Exercise —
Select, from the data, each line where "AuthError" occurs.

Material for this exercise —
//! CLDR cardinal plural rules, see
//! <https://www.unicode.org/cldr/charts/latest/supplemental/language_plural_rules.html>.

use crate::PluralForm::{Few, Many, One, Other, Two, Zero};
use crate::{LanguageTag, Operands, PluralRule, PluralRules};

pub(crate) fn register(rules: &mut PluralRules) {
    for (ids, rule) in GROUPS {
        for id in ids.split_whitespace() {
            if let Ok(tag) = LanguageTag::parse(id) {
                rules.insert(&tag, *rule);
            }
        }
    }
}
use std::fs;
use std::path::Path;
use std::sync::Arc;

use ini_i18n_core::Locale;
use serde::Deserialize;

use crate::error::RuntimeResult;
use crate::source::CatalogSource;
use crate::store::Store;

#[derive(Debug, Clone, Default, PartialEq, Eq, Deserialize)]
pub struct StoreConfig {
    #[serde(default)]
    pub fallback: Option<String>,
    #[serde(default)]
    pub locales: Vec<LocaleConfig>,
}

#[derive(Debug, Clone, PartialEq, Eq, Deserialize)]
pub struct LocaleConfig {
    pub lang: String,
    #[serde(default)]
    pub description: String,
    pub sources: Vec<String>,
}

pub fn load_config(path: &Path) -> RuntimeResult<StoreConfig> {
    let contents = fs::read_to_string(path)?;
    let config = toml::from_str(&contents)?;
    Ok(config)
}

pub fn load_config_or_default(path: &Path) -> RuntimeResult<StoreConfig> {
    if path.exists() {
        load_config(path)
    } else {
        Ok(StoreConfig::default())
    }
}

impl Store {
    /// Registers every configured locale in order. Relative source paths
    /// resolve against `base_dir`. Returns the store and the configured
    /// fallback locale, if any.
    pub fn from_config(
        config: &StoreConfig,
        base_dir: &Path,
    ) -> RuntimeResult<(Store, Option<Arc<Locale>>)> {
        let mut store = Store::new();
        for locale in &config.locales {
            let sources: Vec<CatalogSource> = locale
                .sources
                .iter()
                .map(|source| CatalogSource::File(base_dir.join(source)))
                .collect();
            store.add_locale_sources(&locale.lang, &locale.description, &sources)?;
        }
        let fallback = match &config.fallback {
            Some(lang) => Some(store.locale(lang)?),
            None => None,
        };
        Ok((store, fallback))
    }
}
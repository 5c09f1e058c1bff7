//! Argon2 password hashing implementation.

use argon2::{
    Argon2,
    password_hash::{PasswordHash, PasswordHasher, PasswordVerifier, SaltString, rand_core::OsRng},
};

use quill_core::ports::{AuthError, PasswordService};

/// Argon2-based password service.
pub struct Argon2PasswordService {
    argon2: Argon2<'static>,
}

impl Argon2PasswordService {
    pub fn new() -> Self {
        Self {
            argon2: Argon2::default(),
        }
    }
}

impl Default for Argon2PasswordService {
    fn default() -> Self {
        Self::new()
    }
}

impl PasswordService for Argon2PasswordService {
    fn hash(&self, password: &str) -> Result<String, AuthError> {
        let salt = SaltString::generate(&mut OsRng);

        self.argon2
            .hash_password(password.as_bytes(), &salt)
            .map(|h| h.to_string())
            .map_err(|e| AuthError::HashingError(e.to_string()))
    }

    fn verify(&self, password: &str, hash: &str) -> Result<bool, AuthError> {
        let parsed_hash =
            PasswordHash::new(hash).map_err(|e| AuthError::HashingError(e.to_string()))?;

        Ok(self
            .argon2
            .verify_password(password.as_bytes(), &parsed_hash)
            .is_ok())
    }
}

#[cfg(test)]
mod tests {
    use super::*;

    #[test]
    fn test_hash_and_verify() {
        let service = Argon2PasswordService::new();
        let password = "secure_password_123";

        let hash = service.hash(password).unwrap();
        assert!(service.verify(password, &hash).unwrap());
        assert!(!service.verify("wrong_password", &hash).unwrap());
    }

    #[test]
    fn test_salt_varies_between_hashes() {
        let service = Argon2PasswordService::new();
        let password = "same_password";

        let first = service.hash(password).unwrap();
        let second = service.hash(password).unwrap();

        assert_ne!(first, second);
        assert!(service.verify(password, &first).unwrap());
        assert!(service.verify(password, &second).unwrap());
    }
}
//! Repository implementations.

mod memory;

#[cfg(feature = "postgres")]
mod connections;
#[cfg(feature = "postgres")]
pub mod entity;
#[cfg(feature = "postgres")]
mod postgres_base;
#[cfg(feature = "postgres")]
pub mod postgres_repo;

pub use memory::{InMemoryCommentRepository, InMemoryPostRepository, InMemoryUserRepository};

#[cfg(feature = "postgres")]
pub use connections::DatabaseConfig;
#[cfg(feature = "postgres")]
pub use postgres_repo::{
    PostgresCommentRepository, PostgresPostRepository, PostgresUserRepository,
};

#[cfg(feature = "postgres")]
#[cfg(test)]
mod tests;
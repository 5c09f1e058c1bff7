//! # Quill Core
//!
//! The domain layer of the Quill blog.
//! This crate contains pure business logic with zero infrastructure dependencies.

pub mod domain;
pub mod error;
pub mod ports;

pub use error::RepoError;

Result —
use quill_core::ports::{AuthError, PasswordService};
    fn hash(&self, password: &str) -> Result<String, AuthError> {
            .map_err(|e| AuthError::HashingError(e.to_string()))
    fn verify(&self, password: &str, hash: &str) -> Result<bool, AuthError> {
            PasswordHash::new(hash).map_err(|e| AuthError::HashingError(e.to_string()))?;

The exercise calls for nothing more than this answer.